A year ago, the German TV channel WDR broadcast a programme about two English football fans who preferred to fly abroad to an FC St. Pauli match rather than attend a league match in their own country. Melvyn Dearlove and his son, Jack, state that the journey costs them less than driving to a much closer London and buying a ticket for a Premier League match. They also notice that England no longer has the atmosphere one can feel at Bundesliga matches, especially when the Hamburg “Pirates” are playing. Melvyn knows this since not long ago he was working as a youth team coach in the famous Liverpool and could see the changes taking place in British football from up close.
“I know some people who have stopped going to Premier League matches. They may watch it on television but have started going to lower league football matches instead, because of the cost and because they believe the atmosphere is better. At Premier League grounds, with more middle class supporters who want to be treated as customers, the atmosphere can sometimes be poor,” confirms Gavin Rae.

Manchester, Salzburg, Warsaw – a common matter

Supporters all over the continent, regardless of their political affiliations, are leading a campaign against high ticket prices, the omnipotence of commercial TV stations, repressive stadium regulations (such as the one forcing supporters to sit during the match) and the destruction of bonds between clubs and local circles. Banners with “Against modern football”, “No al calcio moderno” or “Contro el futbol negocio” written on them are becoming increasingly common at football venues.

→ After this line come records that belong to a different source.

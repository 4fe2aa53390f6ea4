use std::net::SocketAddr;
use std::sync::Arc;

use clap::Parser;
use tower_http::cors::CorsLayer;
use tower_http::trace::TraceLayer;
use tracing_subscriber::EnvFilter;

use paddock::auth::jwt::JwtService;
use paddock::config::{Cli, Config};
use paddock::db;
use paddock::likes::registry::SqliteLikeRegistry;
use paddock::routes;
use paddock::state::AppState;

#[tokio::main]
async fn main() -> anyhow::Result<()> {
    // Initialize logging
    tracing_subscriber::fmt()
        .with_env_filter(
            EnvFilter::try_from_default_env().unwrap_or_else(|_| EnvFilter::new("info")),
        )
        .init();

    // Parse CLI args and load config
    let cli = Cli::parse();
    let data_dir = Config::data_dir(&cli);
    std::fs::create_dir_all(&data_dir)?;
    tracing::info!("Data directory: {}", data_dir.display());

    let config = Config::load(&cli)?;

    if config.auth.jwt_secret == "default_secret" {
        tracing::warn!("Using the built-in token secret; set auth.jwt_secret for production");
    }

    // Initialize database
    let pool = db::create_pool(config.db_path())?;
    db::run_migrations(&pool)?;

    // Build app state
    let jwt = JwtService::new(
        &config.auth.jwt_secret,
        (config.auth.token_hours * 3600) as i64,
    );
    let state = AppState {
        db: pool.clone(),
        config: config.clone(),
        jwt,
        likes: Arc::new(SqliteLikeRegistry::new(pool)),
    };

    // Build router; CORS stays permissive for the SPA frontend
    let app = routes::router()
        .layer(TraceLayer::new_for_http())
        .layer(CorsLayer::permissive())
        .with_state(state);

    // Start server
    let addr: SocketAddr = format!("{}:{}", config.server.host, config.server.port).parse()?;
    tracing::info!("Listening on http://{}", addr);

    let listener = tokio::net::TcpListener::bind(addr).await?;
    axum::serve(listener, app).await?;

    Ok(())
}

“The whole of Europe is a battleground for the form and social content of football stadiums, with Poland surprisingly becoming one of the pioneers. The battle is for stadiums being available to everybody, thus it is all about ticket prices. But the combatants are at the same time concerned with elementary civic rights, with the question whether the few civic rights that are left for supporters at stadiums will be eradicated by the industry under the veil of fighting hooliganism, when in fact it aims at depriving the fans of the option to voice their opinion publicly on political or social matters, or simply criticise the owners of the club. Europe is now full of fan protests in various forms, seemingly different but actually regarding the same two aforementioned issues. Salzburg, Warsaw and Manchester are the various manifestations of those problems. The conflicts between fans and clubs are also showing up in European institutions in the form of supporter lobbying,” says Rafa? Chwedoruk.

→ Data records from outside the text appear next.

//! Secret seeds and per-period entropy.
//!
//! Two independent digests are derived from the same seed:
//!
//! - **primary** = `HMAC-SHA256(seed, seed ":" period)` drives the slug.
//! - **auxiliary** = `HMAC-SHA256(seed, seed ":skid:" period)` drives the
//!   obfuscated-mode verification hash, so the published hash does not
//!   correlate with the visible slug.

use std::fmt;

use timeslug_types::{Entropy, Result};
use zeroize::{Zeroize, ZeroizeOnDrop};

use crate::mac::hmac_sha256;

/// Separator between seed and period in the primary message.
const PRIMARY_SEPARATOR: &[u8] = b":";

/// Separator between seed and period in the auxiliary message.
const AUXILIARY_SEPARATOR: &[u8] = b":skid:";

// ---------------------------------------------------------------------------
// SecretSeed
// ---------------------------------------------------------------------------

/// The caller's secret seed.
///
/// Zeroized on drop. `Debug` is redacted and there is no `Display`.
#[derive(Clone, Zeroize, ZeroizeOnDrop)]
pub struct SecretSeed(Vec<u8>);

impl SecretSeed {
    /// Wraps raw seed bytes.
    pub fn from_bytes(bytes: impl Into<Vec<u8>>) -> Self {
        Self(bytes.into())
    }

    /// Returns the raw seed bytes.
    pub fn expose(&self) -> &[u8] {
        &self.0
    }
}

impl From<&str> for SecretSeed {
    fn from(seed: &str) -> Self {
        Self(seed.as_bytes().to_vec())
    }
}

impl From<String> for SecretSeed {
    fn from(seed: String) -> Self {
        Self(seed.into_bytes())
    }
}

impl fmt::Debug for SecretSeed {
    fn fmt(&self, f: &mut fmt::Formatter<'_>) -> fmt::Result {
        f.write_str("SecretSeed(<redacted>)")
    }
}

// ---------------------------------------------------------------------------
// EntropySource
// ---------------------------------------------------------------------------

/// Derives entropy for any period from one borrowed seed.
pub struct EntropySource<'a> {
    seed: &'a SecretSeed,
}

impl<'a> EntropySource<'a> {
    /// Creates a source bound to `seed`.
    pub fn new(seed: &'a SecretSeed) -> Self {
        Self { seed }
    }

    /// `HMAC-SHA256(seed, seed ":" period)`.
    pub fn primary(&self, period: &str) -> Result<Entropy> {
        self.derive(PRIMARY_SEPARATOR, period)
    }

    /// `HMAC-SHA256(seed, seed ":skid:" period)`.
    pub fn auxiliary(&self, period: &str) -> Result<Entropy> {
        self.derive(AUXILIARY_SEPARATOR, period)
    }

    fn derive(&self, separator: &[u8], period: &str) -> Result<Entropy> {
        let key = self.seed.expose();

        // The message embeds the seed, so it is wiped like the seed itself.
        let mut message = Vec::with_capacity(key.len() + separator.len() + period.len());
        message.extend_from_slice(key);
        message.extend_from_slice(separator);
        message.extend_from_slice(period.as_bytes());

        let digest = hmac_sha256(key, &message);
        message.zeroize();

        Ok(Entropy::new(digest?))
    }
}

The above-mentioned Bill Shankly stated once that football is not a matter of life and death – it is far more important. Today, the battle is on regarding whether football will become completely bereft of its unique aura and transformed by corporations into yet another commodity on the consumer market, furthermore one available only for the rich.
A few decades ago, after witnessing Liverpool’s victory in a football match, one of the supporters threw a club scarf at Shankly. A policeman guarding the stadium grabbed it and threw it back. Shankly’s immediate response was to address the officer: “Don’t do that, this might be someone’s life.” Today, the great industry serves as the policeman.